ROANOKE TIMES 
                      Copyright (c) 1996, Roanoke Times

DATE: Monday, January 29, 1996               TAG: 9601290072
SECTION: SPORTS                   PAGE: B-6  EDITION: METRO 
DATELINE: CLAUDVILLE
SOURCE: BILL COCHRAN OUTDOOR EDITOR 


NO ORDINARY HUNT

You get the feeling this hunt is going to be different - really different - when your host, Johnny Lambert, shows up at your lodging door at 8:30 a.m. wearing a tweed jacket and tie.

You greet him in brier-lashed brush pants, a Woolrich shirt and a camouflage cap bearing the name ``Southern Outdoors'' in blaze orange.

Was this to be a bird hunt or a bank meeting?

Welcome to a chunk of Germany or England or Scotland located in the ridges and hollows of Patrick County. It is called Primland Hunting Reserve, and, as its own advertisements say, it may be ``the best-kept secret in the U.S.''

Primland isn't your typical 140-acre, river-bottom shooting preserve. Maybe it isn't bigger than Rhode Island, but it is huge - 14,000 acres - and it is mountainous, ranging from 1,500 to 3,000 feet above sea level in elevation. What's more, its access is limited by elaborate security gates.

``You could hunt two weeks here and not hunt the same field,'' Lambert said.

That is, if you could afford to stay that long. Half-day, upland-style bird hunts for pheasants, quail or chukar cost $249. Half-day duck hunts are $275.

But the novelty of the resort, where the really big bucks are spent, is European-style, driven pheasant shoots. Primland's price list doesn't include the fee for these, saying only ``call for prices.''

If you have to ask, chances are you can't afford one. This isn't for the masses. In fact, it is the sport of kings - literally.

Driven pheasant hunts are a product of Europe, where there is a tradition of gentleman sportsmen gathering on vast estates and having commoners beat the brush to drive pheasants within their range. The sky can darken with the wings of game, and targets can cross the horizon so quickly that shooters often use two guns. Loaders stand beside them to keep the hot-barreled firearms stuffed with ammo.

``It really was a sport of the kings and the wealthy,'' Lambert said. ``I guess you could say that today.''

You could.

A driven pheasant shoot at Primland is a three-day event for eight people, with a 1,200-bird limit. The cost: $6,749.

``Apiece,'' Lambert adds.

That comes to $53,992.

The shoots are garnished with numerous amenities: fine lodging, excellent meals, loaders at your side, well-trained retrieving dogs, someone to open those big, electronic gates for you, a bird-cleaning service. Then, there is Lambert, who works hard to bring it all off under natural conditions, and with the kind of hospitality that makes shooters feel welcome and safe.
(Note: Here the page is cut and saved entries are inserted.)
#[tokio::test]
async fn test_results_go_to_the_requesting_room() {
    let h = harness(ScriptedEngine::new());

    h.dispatcher.submit(room("room-a"), "one").unwrap();
    h.dispatcher.submit(room("room-b"), "two").unwrap();
    h.dispatcher.drain().await;

    assert_eq!(h.outbox.messages_for(&room("room-a")), vec!["> one\nresult 1".to_owned()]);
    assert_eq!(h.outbox.messages_for(&room("room-b")), vec!["> two\nresult 2".to_owned()]);
}

#[tokio::test]
async fn test_revert_with_empty_transcript_is_rejected() {
    // Arrange
    let h = harness(ScriptedEngine::new());
    let room_a = room("room-a");
    h.dispatcher.submit(room_a.clone(), "look around").unwrap();
    h.dispatcher.drain().await;
    h.dispatcher.restart(&room_a).await.unwrap();
    let before = h.dispatcher.session_view().unwrap();

    // Act
    let result = h.dispatcher.revert(&room_a).await;

    // Assert
    assert!(matches!(result, Err(GameError::InvalidTransition(_))));
    let after = h.dispatcher.session_view().unwrap();
    assert_eq!(after.actions, before.actions);
    assert_eq!(after.preamble, before.preamble);
}

#[tokio::test]
async fn test_restart_waits_for_in_flight_turn_and_drops_queued_ones() {
    // Arrange
    let h = harness(ScriptedEngine::new().with_delay_when("slow", Duration::from_millis(200)));
    let room_a = room("room-a");
    h.dispatcher.submit(room_a.clone(), "look around").unwrap();
    h.dispatcher.drain().await;
    h.dispatcher.submit(room_a.clone(), "slow search").unwrap();
    h.dispatcher.submit(room_a.clone(), "queued").unwrap();
    tokio::time::sleep(Duration::from_millis(50)).await;

    // Act
    let preamble = h.dispatcher.restart(&room_a).await.unwrap();

    // Assert
    assert_eq!(preamble, "You are a detective.");
    assert_eq!(h.engine.completed_calls(), 2);
    assert!(h.engine.calls().iter().all(|c| !c.action_line().contains("queued")));
    let view = h.dispatcher.session_view().unwrap();
    assert!(view.actions.is_empty());
    assert_eq!(view.preamble, "You are a detective.");

    let delivered = h.outbox.messages_for(&room_a);
    assert!(delivered.iter().any(|m| m.starts_with("> queued\nSkipped")));
    assert_eq!(
        &delivered[delivered.len() - 2..],
        ["Restarted game from beginning".to_owned(), "You are a detective.".to_owned()]
    );
}

#[tokio::test]
async fn test_actions_after_restart_build_on_cleared_transcript() {
    let h = harness(ScriptedEngine::new());
    let room_a = room("room-a");
    h.dispatcher.submit(room_a.clone(), "look around").unwrap();
    h.dispatcher.drain().await;
    h.dispatcher.restart(&room_a).await.unwrap();

    h.dispatcher.submit(room_a.clone(), "leave").unwrap();
    h.dispatcher.drain().await;

    let view = h.dispatcher.session_view().unwrap();
    assert_eq!(view.actions, vec!["leave".to_owned()]);
    assert_eq!(
        h.engine.calls()[1],
        EngineCall::Act {
            prompt: "You are a detective.\n> leave\n".into()
        }
    );
}

#[tokio::test]
async fn test_new_game_discards_story() {
    let h = harness(ScriptedEngine::new());
    let room_a = room("room-a");
    h.dispatcher.submit(room_a.clone(), "look around").unwrap();
    h.dispatcher.drain().await;

    h.dispatcher.new_game(&room_a).await;
    h.dispatcher.submit(room_a.clone(), "begin again").unwrap();
    h.dispatcher.drain().await;

    assert!(matches!(h.engine.calls()[1], EngineCall::Start { .. }));
    let view = h.dispatcher.session_view().unwrap();
    assert_eq!(view.actions, vec!["begin again".to_owned()]);
}

#[tokio::test]
async fn test_save_then_load_round_trips_through_dispatcher() {
    // Arrange
    let h = harness(ScriptedEngine::new());
    let room_a = room("room-a");
    h.dispatcher.submit(room_a.clone(), "look around").unwrap();
    h.dispatcher.submit(room_a.clone(), "wait").unwrap();
    h.dispatcher.drain().await;
    let saved_view = h.dispatcher.session_view().unwrap();

    // Act
    let id = h.dispatcher.save(&room_a).await.unwrap();
    h.dispatcher.new_game(&room_a).await;
    h.dispatcher.load(&room_a, &id).await.unwrap();

    // Assert
    let loaded = h.dispatcher.session_view().unwrap();
    assert_eq!(loaded.actions, saved_view.actions);
    assert_eq!(loaded.results, saved_view.results);
    assert_eq!(loaded.preamble, saved_view.preamble);
    assert!(h.repository.stored(&id).is_some());
    let delivered = h.outbox.messages_for(&room_a);
    assert!(delivered.contains(&format!(
        "To load the game, type 'load' and enter the following ID: {id}"
    )));
    assert!(delivered.contains(&"Loading Game...".to_owned()));
}

#[tokio::test]
async fn test_save_with_uploads_disabled_returns_no_identifier() {
    // Arrange
    let mut config = config();
    config.story.upload_enabled = false;
    let h = harness_with(config, ScriptedEngine::new(), None);
    let room_a = room("room-a");
    h.dispatcher.submit(room_a.clone(), "look around").unwrap();
    h.dispatcher.drain().await;

    // Act
    let result = h.dispatcher.save(&room_a).await;

    // Assert
    assert!(matches!(result, Err(GameError::InvalidTransition(_))));
    assert_eq!(h.repository.save_count(), 0);
    assert_eq!(h.dispatcher.session_view().unwrap().persistence_id, None);
}

#[tokio::test]
async fn test_exit_saves_and_stops_accepting_requests() {
    // Arrange
    let h = harness(ScriptedEngine::new());
    let room_a = room("room-a");
    h.dispatcher.submit(room_a.clone(), "look around").unwrap();
    h.dispatcher.drain().await;

    // Act
    let saved = h.dispatcher.exit(&room_a).await.unwrap();

    // Assert
    assert!(saved.is_some());
    assert!(h.dispatcher.shutdown_token().is_cancelled());
    assert!(matches!(
        h.dispatcher.submit(room_a.clone(), "too late"),
        Err(GameError::ShuttingDown)
    ));
    assert_eq!(
        h.outbox.messages_for(&room_a).last(),
        Some(&"Exiting game...".to_owned())
    );
    h.dispatcher.drain().await;
}

#[tokio::test]
async fn test_drain_waits_for_in_flight_generation() {
    let h = harness(ScriptedEngine::new().with_delay_when("slow", Duration::from_millis(100)));

    h.dispatcher.submit(room("room-a"), "slow").unwrap();
    h.dispatcher.drain().await;

    assert_eq!(h.engine.completed_calls(), 1);
    assert_eq!(h.outbox.deliveries().len(), 1);
}

#[tokio::test]
async fn test_result_is_spoken_in_bound_room() {
    // Arrange
    let voice = Arc::new(VoiceOutputManager::new(Arc::new(FakeSynthesizer::new())));
    let h = harness_with(config(), ScriptedEngine::new(), Some(voice));
    let room_a = room("room-a");
    let connection = Arc::new(FakeVoiceConnection::new());
    let as_dyn: Arc<dyn VoiceConnection> = connection.clone();
    h.dispatcher.join_voice(&room_a, &as_dyn).await.unwrap();

    // Act
    h.dispatcher.submit(room_a.clone(), "look around").unwrap();
    h.dispatcher.submit(room("room-b"), "elsewhere").unwrap();
    h.dispatcher.drain().await;
    for _ in 0..100 {
        if !connection.played().is_empty() {
            break;
        }
        tokio::time::sleep(Duration::from_millis(10)).await;
    }

    // Assert
    assert_eq!(connection.played_text(), vec!["result 1".to_owned()]);
    h.dispatcher.leave_voice(&room_a).await.unwrap();
    assert!(matches!(
        h.dispatcher.leave_voice(&room_a).await,
        Err(GameError::InvalidTransition(_))
    ));
}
``If we have a safe hunt, we will have had a good hunt,'' he told a recent group of sportsmen at the beginning of a shoot. You hear safety preached frequently at Primland.

Participants often arrive in private jets that land in Roanoke or in Greensboro, N.C. They come from Texas, Colorado, New York, and their names frequently are followed by CEO or M.D.

The Primland staff of 26 wears a multitude of hats. Most are local residents, from nearby Stuart or Meadows of Dan. They may be operating logging, earth-moving or farming equipment one day, and the next they are shotgun loaders dressed nattily in a tweed jacket, sweater and English cap, their corduroy trousers neatly tucked into 20-inch rubber boots.

``If you didn't know better, you would think you were in England,'' said Lambert, referring to the rolling terrain and the way hunts are conducted.

Primland is owned by Didier Primat, a super-wealthy Frenchman who lives in Switzerland and visits the property about once a year. He began putting land deals together in Patrick County for a timber operation in the late 1970s, resulting in the ownership of about one in every 30 acres in the county.

Lambert, a West Virginian with a degree in forestry, was hired to oversee Primat's wood products operation, which, in the early '80s included production of packaged firewood, the kind sold in bundles for a bundle at convenience stores.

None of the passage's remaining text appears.